Action item:
The output is the lines below from the one with "filename tests/proptest.rs" through the one with "in writing, software", both included, printed exactly and with no other line.

Stored entries

Start of Block

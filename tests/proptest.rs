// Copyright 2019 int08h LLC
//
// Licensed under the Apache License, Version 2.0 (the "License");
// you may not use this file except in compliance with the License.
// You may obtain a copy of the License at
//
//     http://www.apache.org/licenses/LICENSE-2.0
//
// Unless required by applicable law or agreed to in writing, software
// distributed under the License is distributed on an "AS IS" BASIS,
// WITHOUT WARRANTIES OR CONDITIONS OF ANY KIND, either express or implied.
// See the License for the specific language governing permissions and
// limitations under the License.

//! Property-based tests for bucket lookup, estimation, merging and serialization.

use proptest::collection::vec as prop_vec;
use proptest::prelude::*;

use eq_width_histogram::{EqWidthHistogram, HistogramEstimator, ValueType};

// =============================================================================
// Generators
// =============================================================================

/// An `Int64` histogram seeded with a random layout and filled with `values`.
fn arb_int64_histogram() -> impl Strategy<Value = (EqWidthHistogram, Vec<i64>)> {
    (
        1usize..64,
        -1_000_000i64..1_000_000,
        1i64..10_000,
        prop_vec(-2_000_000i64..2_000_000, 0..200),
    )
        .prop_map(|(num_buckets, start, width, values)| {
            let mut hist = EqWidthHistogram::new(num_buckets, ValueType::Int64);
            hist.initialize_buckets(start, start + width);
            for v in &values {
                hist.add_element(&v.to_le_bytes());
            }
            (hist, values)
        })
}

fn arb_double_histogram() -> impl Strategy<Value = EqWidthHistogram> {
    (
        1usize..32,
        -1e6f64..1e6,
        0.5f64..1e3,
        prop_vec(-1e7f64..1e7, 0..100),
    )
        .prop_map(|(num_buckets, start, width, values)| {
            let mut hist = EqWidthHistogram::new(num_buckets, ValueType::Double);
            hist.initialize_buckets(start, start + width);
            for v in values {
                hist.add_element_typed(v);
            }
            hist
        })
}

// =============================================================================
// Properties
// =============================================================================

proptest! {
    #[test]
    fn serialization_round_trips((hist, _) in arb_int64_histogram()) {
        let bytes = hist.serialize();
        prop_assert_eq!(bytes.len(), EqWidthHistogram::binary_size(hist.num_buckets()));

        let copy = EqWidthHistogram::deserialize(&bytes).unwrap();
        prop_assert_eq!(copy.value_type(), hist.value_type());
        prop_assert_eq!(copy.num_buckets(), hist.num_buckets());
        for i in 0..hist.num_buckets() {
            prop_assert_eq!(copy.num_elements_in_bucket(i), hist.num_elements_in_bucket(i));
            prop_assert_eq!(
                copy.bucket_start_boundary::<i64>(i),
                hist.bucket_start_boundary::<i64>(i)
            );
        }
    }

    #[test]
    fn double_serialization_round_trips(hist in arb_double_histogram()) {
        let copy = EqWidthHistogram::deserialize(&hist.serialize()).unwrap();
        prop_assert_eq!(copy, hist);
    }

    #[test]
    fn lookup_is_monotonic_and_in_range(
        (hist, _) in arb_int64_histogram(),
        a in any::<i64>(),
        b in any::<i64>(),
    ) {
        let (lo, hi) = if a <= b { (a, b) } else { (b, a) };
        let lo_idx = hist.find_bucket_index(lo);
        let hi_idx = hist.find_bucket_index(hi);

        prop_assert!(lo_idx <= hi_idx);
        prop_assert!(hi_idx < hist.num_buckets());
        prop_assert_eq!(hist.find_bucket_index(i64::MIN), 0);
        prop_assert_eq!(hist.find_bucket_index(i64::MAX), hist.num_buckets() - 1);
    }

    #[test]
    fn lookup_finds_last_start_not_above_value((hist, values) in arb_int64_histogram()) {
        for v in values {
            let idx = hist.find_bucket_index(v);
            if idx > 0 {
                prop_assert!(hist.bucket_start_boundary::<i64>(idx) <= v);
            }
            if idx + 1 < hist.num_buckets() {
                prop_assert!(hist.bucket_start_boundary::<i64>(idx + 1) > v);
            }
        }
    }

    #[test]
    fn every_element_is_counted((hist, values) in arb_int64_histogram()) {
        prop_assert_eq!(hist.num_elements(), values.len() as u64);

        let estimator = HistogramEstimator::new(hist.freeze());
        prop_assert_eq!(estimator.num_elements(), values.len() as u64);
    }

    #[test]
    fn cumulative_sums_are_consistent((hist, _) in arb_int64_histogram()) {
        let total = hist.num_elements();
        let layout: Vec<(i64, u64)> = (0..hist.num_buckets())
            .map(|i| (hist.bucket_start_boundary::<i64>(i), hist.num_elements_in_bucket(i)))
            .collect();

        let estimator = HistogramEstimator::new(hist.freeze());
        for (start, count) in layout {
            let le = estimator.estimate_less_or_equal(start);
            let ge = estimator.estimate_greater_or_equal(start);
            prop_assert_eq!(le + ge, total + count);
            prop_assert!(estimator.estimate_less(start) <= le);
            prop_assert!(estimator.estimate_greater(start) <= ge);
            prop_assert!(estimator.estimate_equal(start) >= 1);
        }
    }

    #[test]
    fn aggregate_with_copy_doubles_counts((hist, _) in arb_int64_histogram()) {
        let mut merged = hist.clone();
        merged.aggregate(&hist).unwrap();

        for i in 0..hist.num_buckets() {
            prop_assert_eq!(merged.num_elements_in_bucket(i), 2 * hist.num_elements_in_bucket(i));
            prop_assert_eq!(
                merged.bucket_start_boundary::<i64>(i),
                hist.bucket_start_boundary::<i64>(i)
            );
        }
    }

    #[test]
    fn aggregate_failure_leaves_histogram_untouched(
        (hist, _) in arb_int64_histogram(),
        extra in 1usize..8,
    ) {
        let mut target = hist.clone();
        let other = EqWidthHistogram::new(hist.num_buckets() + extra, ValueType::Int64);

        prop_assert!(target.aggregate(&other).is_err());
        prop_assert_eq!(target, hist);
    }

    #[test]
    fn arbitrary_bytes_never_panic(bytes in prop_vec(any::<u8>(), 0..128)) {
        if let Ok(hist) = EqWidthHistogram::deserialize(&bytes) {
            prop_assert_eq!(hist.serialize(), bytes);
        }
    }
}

End of Block
Start of Block

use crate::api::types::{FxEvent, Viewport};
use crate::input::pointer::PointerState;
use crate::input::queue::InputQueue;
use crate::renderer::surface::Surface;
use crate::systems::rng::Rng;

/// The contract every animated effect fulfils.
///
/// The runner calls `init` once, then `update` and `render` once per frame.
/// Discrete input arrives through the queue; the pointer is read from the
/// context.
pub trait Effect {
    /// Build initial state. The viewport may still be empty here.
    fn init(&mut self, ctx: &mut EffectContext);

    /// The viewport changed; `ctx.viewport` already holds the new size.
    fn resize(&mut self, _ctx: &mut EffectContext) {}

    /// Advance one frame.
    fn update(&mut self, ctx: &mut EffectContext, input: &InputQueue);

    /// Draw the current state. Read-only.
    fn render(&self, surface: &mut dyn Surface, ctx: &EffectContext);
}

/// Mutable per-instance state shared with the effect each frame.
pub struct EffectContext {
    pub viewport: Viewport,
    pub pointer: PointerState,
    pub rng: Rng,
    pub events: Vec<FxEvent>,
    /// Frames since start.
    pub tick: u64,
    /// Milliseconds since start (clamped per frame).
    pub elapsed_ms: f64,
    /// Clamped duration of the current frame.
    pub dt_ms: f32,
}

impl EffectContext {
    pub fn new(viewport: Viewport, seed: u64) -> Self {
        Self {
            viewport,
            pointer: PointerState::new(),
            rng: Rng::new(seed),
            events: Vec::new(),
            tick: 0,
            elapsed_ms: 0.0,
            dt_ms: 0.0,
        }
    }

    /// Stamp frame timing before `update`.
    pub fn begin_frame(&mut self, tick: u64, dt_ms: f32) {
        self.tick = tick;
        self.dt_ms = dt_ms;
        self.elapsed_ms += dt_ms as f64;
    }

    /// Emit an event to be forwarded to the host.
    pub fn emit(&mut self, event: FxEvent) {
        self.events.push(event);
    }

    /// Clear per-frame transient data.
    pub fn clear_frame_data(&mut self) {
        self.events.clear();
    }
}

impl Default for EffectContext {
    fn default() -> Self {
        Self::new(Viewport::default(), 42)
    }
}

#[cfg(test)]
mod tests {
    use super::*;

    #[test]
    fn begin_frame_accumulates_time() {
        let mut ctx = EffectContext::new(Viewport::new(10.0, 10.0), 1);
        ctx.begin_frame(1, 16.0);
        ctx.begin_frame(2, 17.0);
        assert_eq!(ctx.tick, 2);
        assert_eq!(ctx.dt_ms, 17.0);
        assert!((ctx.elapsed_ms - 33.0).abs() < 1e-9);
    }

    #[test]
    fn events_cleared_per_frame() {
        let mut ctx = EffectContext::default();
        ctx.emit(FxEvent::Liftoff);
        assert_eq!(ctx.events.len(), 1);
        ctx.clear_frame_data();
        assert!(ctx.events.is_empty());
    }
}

End of Block

Solution:
filename tests/proptest.rs
// Copyright 2019 int08h LLC
//
// Licensed under the Apache License, Version 2.0 (the "License");
// you may not use this file except in compliance with the License.
// You may obtain a copy of the License at
//
//     http://www.apache.org/licenses/LICENSE-2.0
//
// Unless required by applicable law or agreed to in writing, software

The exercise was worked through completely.